De cette collaboration de tous les instants sont

nées des scènes bien meilleures que celles que

j'avais imaginées ! Nous avons tellement travaillé

l'intime que j'ai l'impression, lorsque je les retrouve

aujourd'hui à l'écran, de voir ma famille.


Le film nous laisse sur l'impression d'une fable

généreuse, presque utopique...


C'est peut-être parce que j'ai voulu parler de

départ, de déracinement mais aussi du bonheur

de pouvoir enfin poser ses bagages. Evidemment,

Mouna comme beaucoup de Palestiniens gardent le

sentiment viscéral qu'ils ne seront jamais chez eux,

quel que soit le pays où ils habitent. En partant, vous

ne faites que troquer des problèmes pour d'autres,

sans jamais guérir la blessure profonde. Mais je ne

voulais pas imprimer au film et à son dénouement

une note déprimante. Je préférais montrer qu'il

nous appartient de choisir notre point d'ancrage. Et

ce point d'ancrage, ce « chez soi », c'est la famille,

qu'elle soit à vos côtés ou à l'autre bout du fil.

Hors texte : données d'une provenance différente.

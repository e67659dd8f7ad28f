//! Observed (maturity, rate) points for one date.

use serde::{Deserialize, Serialize};

use crate::error::{CurveError, CurveResult};

/// A single observed point on a day's curve.
///
/// Maturity is in calendar days to expiry. The rate may be in percent or as
/// a decimal; the fitters never look at its unit, but a set must be
/// consistent.
#[derive(Debug, Clone, Copy, PartialEq, Serialize, Deserialize)]
pub struct Observation {
    /// Days to maturity, strictly positive.
    pub maturity: f64,
    /// Observed rate.
    pub rate: f64,
}

impl Observation {
    /// Creates a validated observation.
    ///
    /// # Errors
    ///
    /// Returns [`CurveError::MalformedInput`] if either value is non-finite or
    /// the maturity is not strictly positive.
    pub fn new(maturity: f64, rate: f64) -> CurveResult<Self> {
        let obs = Self { maturity, rate };
        obs.validate()?;
        Ok(obs)
    }

    fn validate(&self) -> CurveResult<()> {
        if !self.maturity.is_finite() || self.maturity <= 0.0 {
            return Err(CurveError::malformed_input(format!(
                "maturity must be finite and positive, got {}",
                self.maturity
            )));
        }
        if !self.rate.is_finite() {
            return Err(CurveError::malformed_input(format!(
                "rate at maturity {} is not finite: {}",
                self.maturity, self.rate
            )));
        }
        Ok(())
    }
}

/// How repeated maturities are collapsed before interpolation.
#[derive(Debug, Clone, Copy, PartialEq, Eq, Default, Serialize, Deserialize)]
#[serde(rename_all = "snake_case")]
pub enum DuplicateMaturityPolicy {
    /// Keep the first occurrence in input order.
    First,
    /// Keep the last occurrence in input order.
    Last,
    /// Use the mean of all rates at that maturity.
    #[default]
    Average,
}

/// The observations for a single date.
///
/// Order is preserved as given; the set may be unsorted, contain repeated
/// maturities, or be too small for a particular fitter. Every value is
/// finite and every maturity positive.
#[derive(Debug, Clone, Default, PartialEq, Serialize, Deserialize)]
#[serde(try_from = "Vec<Observation>", into = "Vec<Observation>")]
pub struct ObservationSet {
    observations: Vec<Observation>,
}

impl ObservationSet {
    /// Creates a set from observations, validating each one.
    pub fn new(observations: Vec<Observation>) -> CurveResult<Self> {
        for obs in &observations {
            obs.validate()?;
        }
        Ok(Self { observations })
    }

    /// Creates a set from two parallel columns.
    ///
    /// # Errors
    ///
    /// Returns [`CurveError::MalformedInput`] if the columns differ in length
    /// or contain invalid values.
    pub fn from_columns(maturities: &[f64], rates: &[f64]) -> CurveResult<Self> {
        if maturities.len() != rates.len() {
            return Err(CurveError::malformed_input(format!(
                "maturity and rate columns differ in length: {} vs {}",
                maturities.len(),
                rates.len()
            )));
        }
        Self::from_pairs(maturities.iter().copied().zip(rates.iter().copied()))
    }

    /// Creates a set from `(maturity, rate)` pairs.
    pub fn from_pairs(pairs: impl IntoIterator<Item = (f64, f64)>) -> CurveResult<Self> {
        pairs
            .into_iter()
            .map(|(maturity, rate)| Observation::new(maturity, rate))
            .collect::<CurveResult<Vec<_>>>()
            .map(|observations| Self { observations })
    }

    /// Number of observations, repeats included.
    pub fn len(&self) -> usize {
        self.observations.len()
    }

    /// Returns true if there are no observations.
    pub fn is_empty(&self) -> bool {
        self.observations.is_empty()
    }

    /// Iterates over the observations in input order.
    pub fn iter(&self) -> std::slice::Iter<'_, Observation> {
        self.observations.iter()
    }

    /// The observations in input order.
    pub fn as_slice(&self) -> &[Observation] {
        &self.observations
    }

    /// Maturity column in input order.
    pub fn maturities(&self) -> Vec<f64> {
        self.observations.iter().map(|o| o.maturity).collect()
    }

    /// Rate column in input order.
    pub fn rates(&self) -> Vec<f64> {
        self.observations.iter().map(|o| o.rate).collect()
    }

    /// Number of distinct maturities.
    pub fn distinct_maturities(&self) -> usize {
        let mut maturities = self.maturities();
        maturities.sort_by(f64::total_cmp);
        maturities.dedup();
        maturities.len()
    }

    /// Smallest and largest maturity, or `None` for an empty set.
    pub fn maturity_range(&self) -> Option<(f64, f64)> {
        self.observations.iter().fold(None, |acc, o| match acc {
            None => Some((o.maturity, o.maturity)),
            Some((lo, hi)) => Some((lo.min(o.maturity), hi.max(o.maturity))),
        })
    }

    /// Returns the maturities sorted ascending with repeats collapsed, and
    /// the matching rates.
    pub fn sorted_deduplicated(&self, policy: DuplicateMaturityPolicy) -> (Vec<f64>, Vec<f64>) {
        // Stable sort keeps input order among equal maturities for First/Last
        let mut sorted = self.observations.clone();
        sorted.sort_by(|a, b| a.maturity.total_cmp(&b.maturity));

        let mut maturities = Vec::with_capacity(sorted.len());
        let mut rates = Vec::with_capacity(sorted.len());

        let mut start = 0;
        while start < sorted.len() {
            let end = sorted[start..]
                .iter()
                .position(|o| o.maturity != sorted[start].maturity)
                .map_or(sorted.len(), |offset| start + offset);
            let group = &sorted[start..end];
            start = end;

            let rate = match policy {
                DuplicateMaturityPolicy::First => group[0].rate,
                DuplicateMaturityPolicy::Last => group[group.len() - 1].rate,
                DuplicateMaturityPolicy::Average => {
                    group.iter().map(|o| o.rate).sum::<f64>() / group.len() as f64
                }
            };
            maturities.push(group[0].maturity);
            rates.push(rate);
        }

        (maturities, rates)
    }
}

impl TryFrom<Vec<Observation>> for ObservationSet {
    type Error = CurveError;

    fn try_from(observations: Vec<Observation>) -> CurveResult<Self> {
        Self::new(observations)
    }
}

impl From<ObservationSet> for Vec<Observation> {
    fn from(set: ObservationSet) -> Self {
        set.observations
    }
}

impl<'a> IntoIterator for &'a ObservationSet {
    type Item = &'a Observation;
    type IntoIter = std::slice::Iter<'a, Observation>;

    fn into_iter(self) -> Self::IntoIter {
        self.observations.iter()
    }
}
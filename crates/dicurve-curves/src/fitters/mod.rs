//! Curve fitters.
//!
//! A fitter turns one date's [`ObservationSet`] into a [`FittedCurve`]
//! sampled on a [`CurveGrid`]. Two are provided:
//!
//! - [`LinearCurveFitter`]: piecewise-linear interpolation between observed
//!   maturities, never extrapolating
//! - [`SvenssonCurveFitter`]: nonlinear least-squares fit of the Svensson
//!   model, evaluated anywhere on the grid
//!
//! Both implement [`CurveFitter`], so batch code can hold either behind a
//! `Box<dyn CurveFitter>`.

mod linear;
mod svensson;

pub use linear::{LinearCurveFitter, RangePolicy};
pub use svensson::{
    Calibration, SvenssonConfig, SvenssonCurveFitter, SvenssonFit, SvenssonParameters,
};

use std::fmt;
use std::str::FromStr;

use serde::{Deserialize, Serialize};

use crate::error::{CurveError, CurveResult};
use crate::fitted::FittedCurve;
use crate::grid::CurveGrid;
use crate::observation::ObservationSet;

/// Fits one date's observations onto a grid.
///
/// Implementations must be deterministic and free of shared mutable state;
/// the batch runner calls `fit` from several threads at once.
pub trait CurveFitter: Send + Sync {
    /// Short method name used in logs.
    fn name(&self) -> &'static str;

    /// Fits `observations` and evaluates the result on `grid`.
    ///
    /// # Errors
    ///
    /// Returns an error for unusable input (too few points, grid outside
    /// the data under a strict policy, malformed values). A fit that simply
    /// fails to converge is returned as [`FittedCurve::Empty`].
    fn fit(&self, observations: &ObservationSet, grid: &CurveGrid) -> CurveResult<FittedCurve>;
}

impl<F: CurveFitter + ?Sized> CurveFitter for Box<F> {
    fn name(&self) -> &'static str {
        (**self).name()
    }

    fn fit(&self, observations: &ObservationSet, grid: &CurveGrid) -> CurveResult<FittedCurve> {
        (**self).fit(observations, grid)
    }
}

/// Curve fitting method.
#[derive(Debug, Clone, Copy, PartialEq, Eq, Hash, Default, Serialize, Deserialize)]
#[serde(rename_all = "snake_case")]
pub enum FitMethod {
    /// Piecewise-linear interpolation.
    Linear,
    /// Svensson least-squares fit.
    #[default]
    Svensson,
}

impl FitMethod {
    /// All methods.
    pub const ALL: [FitMethod; 2] = [FitMethod::Linear, FitMethod::Svensson];

    /// The grid conventionally used with this method.
    pub fn default_grid(self) -> CurveGrid {
        match self {
            Self::Linear => CurveGrid::linear_default(),
            Self::Svensson => CurveGrid::svensson_default(),
        }
    }

    /// Builds a fitter with default settings.
    pub fn fitter(self) -> Box<dyn CurveFitter> {
        match self {
            Self::Linear => Box::new(LinearCurveFitter::default()),
            Self::Svensson => Box::new(SvenssonCurveFitter::default()),
        }
    }
}

impl fmt::Display for FitMethod {
    fn fmt(&self, f: &mut fmt::Formatter<'_>) -> fmt::Result {
        match self {
            Self::Linear => write!(f, "linear"),
            Self::Svensson => write!(f, "svensson"),
        }
    }
}

impl FromStr for FitMethod {
    type Err = CurveError;

    fn from_str(s: &str) -> Result<Self, Self::Err> {
        match s.to_ascii_lowercase().as_str() {
            "linear" => Ok(Self::Linear),
            "svensson" => Ok(Self::Svensson),
            other => Err(CurveError::config(format!(
                "unknown fit method '{other}', expected 'linear' or 'svensson'"
            ))),
        }
    }
}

A travers son périple géographique et psychologique,

Mouna triomphe de l'adversité pour que son fils ait

le sentiment d'avoir trouvé un foyer, un lieu où «

s'installer » au sens fort du terme. Et ce « chez soi

» doit pouvoir être là où l'on veut qu'il soit, surtout

lorsque l'on est Palestinien.


Est-ce qu'à travers ce film vous espérez infléchir

le regard des gens sur l'identité arabe ?


C'est tout ce que je souhaite. La plupart des films

proposés aux Américains ayant pour cadre le

Moyen-Orient sont des thrillers politiques, ce qui

exclut pour moi tout lien affectif entre le public et

les personnages. J'ai voulu avec Amerrika recréer

ce lien, que le public ait le sentiment de mieux nous

connaître et n'ait qu'une envie en sortant : fêter la

culture qui nous unit.

J'espère que les spectateurs repartiront des salles

en oubliant les stéréotypes et en voyant le Moyen-

Orient non plus comme une entité, mais comme la

somme d'individualités aussi diverses que variées.